By Jeff Figler
It always amazes me that, when I go to check out at a store, when I give the cashier the payment, that the person will know exactly how much change I should receive. That has happened to all of us.
Sure, the cash register has a program that can automatically calculate how much change, if any, the customer should receive. Just like at gas stations when you pay by cash and you ask for money to be returned because you had given the cashier too much money when you prepaid.
Yes, it’s the 21st century, and things have changed since the Dark Ages, or the 20th century for that much. But when you’re as technologically challenged as I am, you marvel at all these developments, and wonder what is next.

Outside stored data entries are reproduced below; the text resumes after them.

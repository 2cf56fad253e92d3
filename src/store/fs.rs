use std::io::ErrorKind;
use std::path::{Component, Path, PathBuf};

use async_trait::async_trait;
use bytes::Bytes;

use crate::error::StoreError;

use super::BlobStore;

/// Blob store backed by a directory; keys are relative paths.
///
/// This is the worker-side view of the published data directory.
#[derive(Debug, Clone)]
pub struct FsStore {
    root: PathBuf,
}

impl FsStore {
    pub fn new(root: impl Into<PathBuf>) -> Self {
        Self { root: root.into() }
    }

    fn path_for(&self, key: &str) -> Result<PathBuf, StoreError> {
        let relative = Path::new(key);
        let is_plain = relative
            .components()
            .all(|component| matches!(component, Component::Normal(_)));
        if key.is_empty() || !is_plain {
            return Err(StoreError::InvalidKey(key.to_string()));
        }
        Ok(self.root.join(relative))
    }
}

#[async_trait]
impl BlobStore for FsStore {
    async fn read(&self, key: &str) -> Result<Option<Bytes>, StoreError> {
        let path = self.path_for(key)?;
        match tokio::fs::read(&path).await {
            Ok(data) => Ok(Some(Bytes::from(data))),
            Err(e) if e.kind() == ErrorKind::NotFound => Ok(None),
            Err(e) => Err(StoreError::ReadFailed { path, source: e }),
        }
    }

    /// Writes go to a `.partial` sibling first and are renamed into place, so
    /// a reader sees either the old blob or the complete new one.
    async fn write(&self, key: &str, data: Bytes) -> Result<(), StoreError> {
        let path = self.path_for(key)?;
        if let Some(parent) = path.parent() {
            tokio::fs::create_dir_all(parent)
                .await
                .map_err(|e| StoreError::WriteFailed {
                    path: parent.to_path_buf(),
                    source: e,
                })?;
        }

        let mut partial = path.clone().into_os_string();
        partial.push(".partial");
        let partial = PathBuf::from(partial);

        tokio::fs::write(&partial, &data)
            .await
            .map_err(|e| StoreError::WriteFailed {
                path: partial.clone(),
                source: e,
            })?;
        tokio::fs::rename(&partial, &path)
            .await
            .map_err(|e| StoreError::WriteFailed { path, source: e })
    }

    async fn exists(&self, key: &str) -> Result<bool, StoreError> {
        let path = self.path_for(key)?;
        tokio::fs::try_exists(&path)
            .await
            .map_err(|e| StoreError::ReadFailed { path, source: e })
    }
}
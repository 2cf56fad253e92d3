use std::collections::HashMap;
use std::sync::{Arc, Mutex, MutexGuard};

use async_trait::async_trait;
use bytes::Bytes;

use crate::error::StoreError;

use super::BlobStore;

/// In-process blob store; clones share the same contents
#[derive(Debug, Clone, Default)]
pub struct MemoryStore {
    blobs: Arc<Mutex<HashMap<String, Bytes>>>,
}

impl MemoryStore {
    pub fn new() -> Self {
        Self::default()
    }

    /// Keys currently stored, sorted
    pub fn keys(&self) -> Vec<String> {
        let mut keys: Vec<String> = self.lock().keys().cloned().collect();
        keys.sort();
        keys
    }

    fn lock(&self) -> MutexGuard<'_, HashMap<String, Bytes>> {
        self.blobs.lock().unwrap_or_else(|poisoned| poisoned.into_inner())
    }
}

#[async_trait]
impl BlobStore for MemoryStore {
    async fn read(&self, key: &str) -> Result<Option<Bytes>, StoreError> {
        Ok(self.lock().get(key).cloned())
    }

    async fn write(&self, key: &str, data: Bytes) -> Result<(), StoreError> {
        self.lock().insert(key.to_string(), data);
        Ok(())
    }

    async fn exists(&self, key: &str) -> Result<bool, StoreError> {
        Ok(self.lock().contains_key(key))
    }
}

But it all took time. Even the cash registers. How did it originate? Actually out of necessity. A Dayton, Ohio, restaurateur named James Ritty ran a popular café in the 1870s. However, as crowded as it always was, the café continually lost money. Ritty blamed it on the employees dishonesty, who often used an old cigar box for their transactions. There was no way to track sales. Ritty knew that something has to be done, so, while on a ship to Europe, he observed the workings of an automatic device on board that recorded the revolutions of the ship’s propellers. Ritty soon was trying to design a similar device that would record amounts of money passing through the cash drawer. By 1879, Ritty had assembled his first cash register. He quickly founded a cash register company.
Although Ritty did not sell many registers, he soon sold the company to a John Patterson, who would call the company the National Cash Register Company.
However, in the 1970s there were radical changes. Why? It was the dawn of the micro processing technology era. However, despite the upgrades, most companies realized that cash registers were still a necessity. You could not allow your employees to use outdated registers. Using old equipment would either indicate that you did not want to keep up with the times, or you had a liking and admiration for antiquities. Either way, eventually you had to change over.
But for collectors, there is a certain appeal to vintage cash registers. Collectors will keep an eye out for them, but they are popular auction items. Here are some examples of cash register sales.
A Class 400 National Cash Register (NCR), no. 1556612, c. 1916, built for Morris & Lipman in Plainfield, New Jersey, was made of brass and featured a crank handle, four rows of keys, receipt print-out on side, and the lower drawer had its original label attached to underside. The machine was not working and the crank arm and keys were jammed. Estimated at $200-$300, it sold just this past April for $492 at Skinner’s.
Also at Skinner’s, in 2013, a National cast bronze cash register from 1920 featured a plaque reading “Amount Purchased” with the serial number above a hinged glass case revealing that revealed the dollars and cents along with a customer count. Estimated to sell for $200 – $400, this register sold for $1,020.
A gilt bronze cash register manufactured by the NCR in 1913 sold for $1,750. Instructions are even on the back of the register as well as how to repair the machine and how to order supplies. This register is common to what you see when you picture an old bronze vintage cash register.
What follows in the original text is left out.